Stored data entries
━━━━━━━━
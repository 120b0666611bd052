use dioxus::prelude::*;

/// Labelled multi-line text input.
#[component]
pub fn Textarea(
    #[props(default)] value: String,
    #[props(default)] on_input: EventHandler<FormEvent>,
    #[props(default)] placeholder: String,
    #[props(default)] label: String,
    #[props(default = 3)] rows: u32,
    #[props(default = false)] disabled: bool,
    #[props(extends = GlobalAttributes)] attributes: Vec<Attribute>,
) -> Element {
    let base = vec![Attribute::new("class", "textarea", None, false)];
    let merged = dioxus_primitives::merge_attributes(vec![base, attributes]);

    rsx! {
        document::Link { rel: "stylesheet", href: asset!("./style.css") }
        div { class: "textarea-wrapper",
            if !label.is_empty() {
                label { class: "textarea-label", "{label}" }
            }
            textarea {
                value: value,
                rows: "{rows}",
                placeholder: placeholder,
                disabled: disabled,
                oninput: move |evt| on_input.call(evt),
                ..merged,
            }
        }
    }
}
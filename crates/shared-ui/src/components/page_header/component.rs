use dioxus::prelude::*;

/// Page heading with an optional description and trailing actions.
#[component]
pub fn PageHeader(
    title: String,
    #[props(default)] description: String,
    #[props(default)] actions: Option<Element>,
) -> Element {
    rsx! {
        document::Link { rel: "stylesheet", href: asset!("./style.css") }
        div { class: "page-header",
            div { class: "page-header-text",
                h1 { class: "page-title", "{title}" }
                if !description.is_empty() {
                    p { class: "page-description", "{description}" }
                }
            }
            if let Some(actions) = actions {
                div { class: "page-actions", {actions} }
            }
        }
    }
}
━━━━━━━━
GOAL OF THE EXERCISE
Output the entries above word for word.

RESULT OF THE EXERCISE
repository 120b0666611bd052
use dioxus::prelude::*;

/// Labelled multi-line text input.
#[component]
pub fn Textarea(
    #[props(default)] value: String,
    #[props(default)] on_input: EventHandler<FormEvent>,
    #[props(default)] placeholder: String,
    #[props(default)] label: String,
    #[props(default = 3)] rows: u32,
    #[props(default = false)] disabled: bool,
    #[props(extends = GlobalAttributes)] attributes: Vec<Attribute>,
) -> Element {
    let base = vec![Attribute::new("class", "textarea", None, false)];
    let merged = dioxus_primitives::merge_attributes(vec![base, attributes]);

    rsx! {
        document::Link { rel: "stylesheet", href: asset!("./style.css") }
        div { class: "textarea-wrapper",
            if !label.is_empty() {
                label { class: "textarea-label", "{label}" }
            }
            textarea {
                value: value,
                rows: "{rows}",
                placeholder: placeholder,
                disabled: disabled,
                oninput: move |evt| on_input.call(evt),
                ..merged,
            }
        }
    }
}
filename crates/shared-ui/src/components/page_header/component.rs
use dioxus::prelude::*;

/// Page heading with an optional description and trailing actions.
#[component]
pub fn PageHeader(
    title: String,
    #[props(default)] description: String,
    #[props(default)] actions: Option<Element>,
) -> Element {
    rsx! {
        document::Link { rel: "stylesheet", href: asset!("./style.css") }
        div { class: "page-header",
            div { class: "page-header-text",
                h1 { class: "page-title", "{title}" }
                if !description.is_empty() {
                    p { class: "page-description", "{description}" }
                }
            }
            if let Some(actions) = actions {
                div { class: "page-actions", {actions} }
            }
        }
    }
}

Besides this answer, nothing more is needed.